There’s a similar disconnect over carbon. DellaSala and Six say that active management reduces carbon stores and releases pulses of carbon into the atmosphere that might otherwise remain locked away, particularly when the tools are applied in wetter forests.
In dry forests where fire was historically a much larger part of the landscape, however, the way forward gets more complicated. Leave them alone, and the carbon stores will likely go up, at least initially, forest ecologist Matthew Hurteau acknowledges. But there are “tradeoffs”: Without thinning and prescribed burns, fuels accumulate, making extreme fires — and larger releases of carbon —more likely, he says.
In the 2000s and 2010s, Hurteau, a professor at the University of New Mexico, focused on modeling the effects of fire on forest carbon storage with an eye toward how to stabilize carbon stores over the long term.
More recently, he has grappled with the growing effects of climate change. In California’s Sierra Nevada Mountains, drier conditions, in tandem with bark beetle outbreaks, have killed even large trees. In one of Hurteau’s favorite study sites, Teakettle Experimental Forest, nearly a third of trees in a section where fire had been kept out died during a five-year drought from 2012-2016, potentially increasing the risk of severe fire.

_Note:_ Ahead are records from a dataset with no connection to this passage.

// Conversation: one cluster of posts and the statistics built from it.
//
// Posts are borrowed from the caller's slice, never copied or mutated.
// The deduplicated, chronological view is computed on first read and
// cached; every `add_item` drops the cache.

use std::cell::OnceCell;
use std::collections::{BTreeMap, BTreeSet, HashMap};
use std::fmt;

use serde::Serialize;

use crate::feed::keys::Key;
use crate::feed::post::Post;
use crate::topics::entity::{EntityProfile, EntityTally};

/// Relevance assumed when no member carries a score. Mid-scale, so
/// un-enriched conversations are never hidden on relevance alone.
pub const DEFAULT_RELEVANCE: f64 = 5.0;

#[derive(Debug, Clone, Copy, PartialEq, Eq, Hash, PartialOrd, Ord, Serialize)]
#[serde(transparent)]
pub struct ConversationId(pub u64);

impl fmt::Display for ConversationId {
    fn fmt(&self, f: &mut fmt::Formatter<'_>) -> fmt::Result {
        write!(f, "#{}", self.0)
    }
}

/// Hands out conversation ids for one clustering run.
///
/// Each run (or each date window processed in parallel) owns its own
/// counter; nothing is shared between runs.
#[derive(Debug, Default)]
pub struct ConversationIds {
    next: u64,
}

impl ConversationIds {
    pub fn new() -> Self {
        Self::default()
    }

    pub fn starting_at(first: u64) -> Self {
        Self { next: first }
    }

    pub fn next_id(&mut self) -> ConversationId {
        let id = ConversationId(self.next);
        self.next += 1;
        id
    }
}

/// A display row: a copy of a member post plus who reposted it.
#[derive(Debug, Clone, PartialEq, Serialize)]
pub struct ConversationItem {
    #[serde(flatten)]
    pub post: Post,
    /// Handles of accounts whose plain retweets were folded into this row,
    /// in chronological order.
    pub retweeted_by: Vec<String>,
}

#[derive(Debug, Clone)]
pub struct Conversation<'a> {
    id: ConversationId,
    members: Vec<&'a Post>,
    member_index: HashMap<&'a str, usize>,
    keys: BTreeSet<Key>,
    entities: EntityProfile,
    rows: OnceCell<Vec<ConversationItem>>,
}

impl<'a> Conversation<'a> {
    pub fn new(id: ConversationId) -> Self {
        Self {
            id,
            members: Vec::new(),
            member_index: HashMap::new(),
            keys: BTreeSet::new(),
            entities: EntityProfile::default(),
            rows: OnceCell::new(),
        }
    }

    pub fn id(&self) -> ConversationId {
        self.id
    }

    /// Add a post and its keys.
    ///
    /// Returns false if a post with the same id is already a member; its
    /// keys are still merged in. Only enriched posts touch the tallies.
    pub fn add_item<I>(&mut self, post: &'a Post, keys: I) -> bool
    where
        I: IntoIterator<Item = Key>,
    {
        self.keys.extend(keys);
        if self.member_index.contains_key(post.id.as_str()) {
            return false;
        }

        self.member_index.insert(post.id.as_str(), self.members.len());
        self.members.push(post);
        if let Some(enrichment) = &post.enrichment {
            self.entities.record(enrichment);
        }
        self.rows = OnceCell::new();
        true
    }

    /// Add every quoted/retweeted post nested under `post` as a member.
    pub fn add_nested(&mut self, post: &'a Post) {
        let mut pending: Vec<&'a Post> = post.nested().collect();
        while let Some(nested) = pending.pop() {
            self.add_item(nested, std::iter::empty());
            pending.extend(nested.nested());
        }
    }

    /// Add a post, then the posts nested under it.
    pub fn add_post<I>(&mut self, post: &'a Post, keys: I)
    where
        I: IntoIterator<Item = Key>,
    {
        self.add_item(post, keys);
        self.add_nested(post);
    }

    /// Absorb another conversation. Its members go through `add_item`, so
    /// tallies and the cache are maintained exactly as for new posts.
    pub fn merge(&mut self, other: Conversation<'a>) {
        for post in other.members {
            self.add_item(post, std::iter::empty());
        }
        self.keys.extend(other.keys);
    }

    pub fn keys(&self) -> &BTreeSet<Key> {
        &self.keys
    }

    pub fn shares_key(&self, other: &Conversation<'_>) -> bool {
        !self.keys.is_disjoint(&other.keys)
    }

    pub fn shares_any(&self, keys: &BTreeSet<Key>) -> bool {
        !self.keys.is_disjoint(keys)
    }

    pub fn contains(&self, post_id: &str) -> bool {
        self.member_index.contains_key(post_id)
    }

    /// Members in insertion order, before deduplication.
    pub fn members(&self) -> &[&'a Post] {
        &self.members
    }

    pub fn len(&self) -> usize {
        self.members.len()
    }

    pub fn is_empty(&self) -> bool {
        self.members.is_empty()
    }

    pub fn entities(&self) -> &EntityProfile {
        &self.entities
    }

    pub fn main_entities(&self) -> &EntityTally {
        &self.entities.main
    }

    pub fn all_entities(&self) -> &EntityTally {
        &self.entities.all
    }

    /// Members sorted by (created_at, id), with plain retweets of a member
    /// folded into the original's `retweeted_by`.
    ///
    /// The result does not depend on the order posts were added.
    pub fn items(&self) -> &[ConversationItem] {
        self.rows.get_or_init(|| self.dedupe())
    }

    fn dedupe(&self) -> Vec<ConversationItem> {
        let mut ordered = self.members.clone();
        ordered.sort_by(|a, b| {
            a.created_at
                .cmp(&b.created_at)
                .then_with(|| a.id.cmp(&b.id))
        });

        let mut rows: Vec<ConversationItem> = Vec::with_capacity(ordered.len());
        let mut row_of: HashMap<&str, usize> = HashMap::new();
        let mut reposts: Vec<(&str, &str)> = Vec::new();

        for post in ordered {
            if let Some(original) = self.collapses_into(post) {
                reposts.push((original, post.handle()));
                continue;
            }
            row_of.insert(post.id.as_str(), rows.len());
            rows.push(ConversationItem {
                post: post.clone(),
                retweeted_by: Vec::new(),
            });
        }

        for (original, reposter) in reposts {
            if let Some(&row) = row_of.get(original) {
                let by = &mut rows[row].retweeted_by;
                if !by.iter().any(|h| h == reposter) {
                    by.push(reposter.to_string());
                }
            }
        }

        rows
    }

    /// The member id a plain retweet folds into, if any.
    ///
    /// The original must be a member that is not itself a plain retweet, so
    /// it is guaranteed its own row.
    fn collapses_into(&self, post: &Post) -> Option<&'a str> {
        let original = post.plain_retweet_of()?;
        if original.id == post.id {
            return None;
        }
        let member = self.members[*self.member_index.get(original.id.as_str())?];
        member
            .plain_retweet_of()
            .is_none()
            .then_some(member.id.as_str())
    }

    /// Highest enrichment relevance among members, or [`DEFAULT_RELEVANCE`].
    pub fn relevance(&self) -> f64 {
        self.members
            .iter()
            .filter_map(|p| p.enrichment.as_ref()?.relevance)
            .fold(None, |best: Option<f64>, r| {
                Some(best.map_or(r, |b| b.max(r)))
            })
            .unwrap_or(DEFAULT_RELEVANCE)
    }

    /// Likes plus reposts over all members. Retweet rows are counted before
    /// deduplication, so shared engagement can be counted twice.
    pub fn upvotes(&self) -> u64 {
        self.members
            .iter()
            .map(|p| p.favorite_count + p.retweet_count)
            .sum()
    }

    /// Every author handle in the conversation, nested authors included,
    /// mapped to whether the reader follows them.
    fn source_accounts(&self) -> BTreeMap<&'a str, bool> {
        let mut accounts: BTreeMap<&'a str, bool> = BTreeMap::new();
        let mut pending: Vec<&'a Post> = self.members.clone();
        while let Some(post) = pending.pop() {
            if let Some(user) = &post.user {
                let followed = accounts.entry(user.screen_name.as_str()).or_insert(false);
                *followed |= user.following;
            }
            pending.extend(post.nested());
        }
        accounts
    }

    pub fn sources(&self) -> BTreeSet<String> {
        self.source_accounts()
            .into_keys()
            .map(str::to_string)
            .collect()
    }

    pub fn followed_sources(&self) -> BTreeSet<String> {
        self.source_accounts()
            .into_iter()
            .filter(|(_, followed)| *followed)
            .map(|(handle, _)| handle.to_string())
            .collect()
    }

    /// Owned, serializable snapshot for rendering.
    pub fn view(&self) -> ConversationView {
        ConversationView {
            id: self.id,
            items: self.items().to_vec(),
            main_entities: self.entities.main.clone(),
            all_entities: self.entities.all.clone(),
            relevance: self.relevance(),
            upvotes: self.upvotes(),
            sources: self.sources().into_iter().collect(),
            followed_sources: self.followed_sources().into_iter().collect(),
        }
    }
}

/// What the rendering side receives for one conversation.
#[derive(Debug, Clone, Serialize)]
pub struct ConversationView {
    pub id: ConversationId,
    pub items: Vec<ConversationItem>,
    pub main_entities: EntityTally,
    pub all_entities: EntityTally,
    pub relevance: f64,
    pub upvotes: u64,
    pub sources: Vec<String>,
    pub followed_sources: Vec<String>,
}
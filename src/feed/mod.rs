// Timeline input: the post model, key extraction, and loading.
//
// Posts arrive already fetched and (optionally) enriched. Nothing in here
// does network I/O; `load` only reads a JSON dump from disk.

pub mod keys;
pub mod load;
pub mod post;
pub mod timestamp;
pub mod window;
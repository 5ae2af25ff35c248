// Union-find clustering.
//
// Every key remembers the first post that carried it. A later post carrying
// the same key is unioned with that post, which links all posts sharing any
// key transitively in one pass over the input.

use std::collections::hash_map::Entry;
use std::collections::{BTreeSet, HashMap};

use tracing::debug;

use super::conversation::{Conversation, ConversationIds};
use crate::feed::keys::Key;
use crate::feed::post::Post;

/// Disjoint-set forest over `0..n` with union by rank and path halving.
#[derive(Debug, Clone)]
pub struct DisjointSet {
    parent: Vec<usize>,
    rank: Vec<u8>,
}

impl DisjointSet {
    pub fn new(n: usize) -> Self {
        Self {
            parent: (0..n).collect(),
            rank: vec![0; n],
        }
    }

    pub fn find(&mut self, mut x: usize) -> usize {
        while self.parent[x] != x {
            self.parent[x] = self.parent[self.parent[x]];
            x = self.parent[x];
        }
        x
    }

    /// Join the sets containing `a` and `b`. Returns false if they were
    /// already joined.
    pub fn union(&mut self, a: usize, b: usize) -> bool {
        let (ra, rb) = (self.find(a), self.find(b));
        if ra == rb {
            return false;
        }
        match self.rank[ra].cmp(&self.rank[rb]) {
            std::cmp::Ordering::Less => self.parent[ra] = rb,
            std::cmp::Ordering::Greater => self.parent[rb] = ra,
            std::cmp::Ordering::Equal => {
                self.parent[rb] = ra;
                self.rank[ra] += 1;
            }
        }
        true
    }

    pub fn len(&self) -> usize {
        self.parent.len()
    }

    pub fn is_empty(&self) -> bool {
        self.parent.is_empty()
    }
}

pub(super) fn cluster_keyed<'a>(
    keyed: Vec<(&'a Post, BTreeSet<Key>)>,
    ids: &mut ConversationIds,
) -> Vec<Conversation<'a>> {
    let mut sets = DisjointSet::new(keyed.len());

    let mut unions = 0usize;
    {
        let mut first_carrier: HashMap<&str, usize> = HashMap::new();
        for (i, (_, keys)) in keyed.iter().enumerate() {
            for key in keys {
                match first_carrier.entry(key.as_str()) {
                    Entry::Occupied(e) => {
                        if sets.union(*e.get(), i) {
                            unions += 1;
                        }
                    }
                    Entry::Vacant(e) => {
                        e.insert(i);
                    }
                }
            }
        }
    }

    let mut conversations: Vec<Conversation<'a>> = Vec::new();
    let mut slot_of_root: HashMap<usize, usize> = HashMap::new();
    let mut placed: Vec<(usize, &'a Post)> = Vec::with_capacity(keyed.len());

    // Top-level posts first, so a standalone copy of a post wins over the
    // same post seen nested inside a quote or retweet.
    for (i, (post, keys)) in keyed.into_iter().enumerate() {
        let root = sets.find(i);
        let slot = *slot_of_root.entry(root).or_insert_with(|| {
            conversations.push(Conversation::new(ids.next_id()));
            conversations.len() - 1
        });
        conversations[slot].add_item(post, keys);
        placed.push((slot, post));
    }
    for (slot, post) in placed {
        conversations[slot].add_nested(post);
    }

    debug!(
        posts = sets.len(),
        unions,
        conversations = conversations.len(),
        "Union-find clustering complete"
    );

    conversations
}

Overall, the warming and drying trends have meant that these types of forests can now hold less carbon than they used to, Hurteau and his colleagues report in the journal Frontiers in Ecology and the Environment. Active management can help, they write, but those tools come with their own challenges, especially in a changing climate.
‘Unnatural role’
In My First Summer in the Sierra, naturalist John Muir wrote, “When we try to pick out anything by itself, we find it hitched to everything else in the Universe.” Fire and forests seem particularly apt teachers of this lesson. We’ve pulled on those connections, shredded some, and tied others to each other in ways that didn’t exist before. Now, we’re left holding a clutch of those hitches and wondering what to do.
We do know that the “inevitable fire,” as Parks says, will continue to be a constant in these fluid landscapes, and how we prepare for it is perhaps the single most important question for the future of these forests.
To some, the answer lies within the forests themselves.
“If we think more … ecologically, we could see that forests are functional organisms and that doing these surgeries are not necessarily beneficial,” Six says. “So if we are going to go in and be that invasive, we should have a really good reason.”
To Hessburg and the scientists who agree with active management, that reason stems from the massive changes we’ve made to our environment.
“We created a climate that’s hostile to people and health and forests,” he says. What’s critical now is finding ways to adjust, for both ourselves and our forests. “Climate change is advancing very, very rapidly, so what the landscape looked like historically is not the future landscape that we have to adapt for.”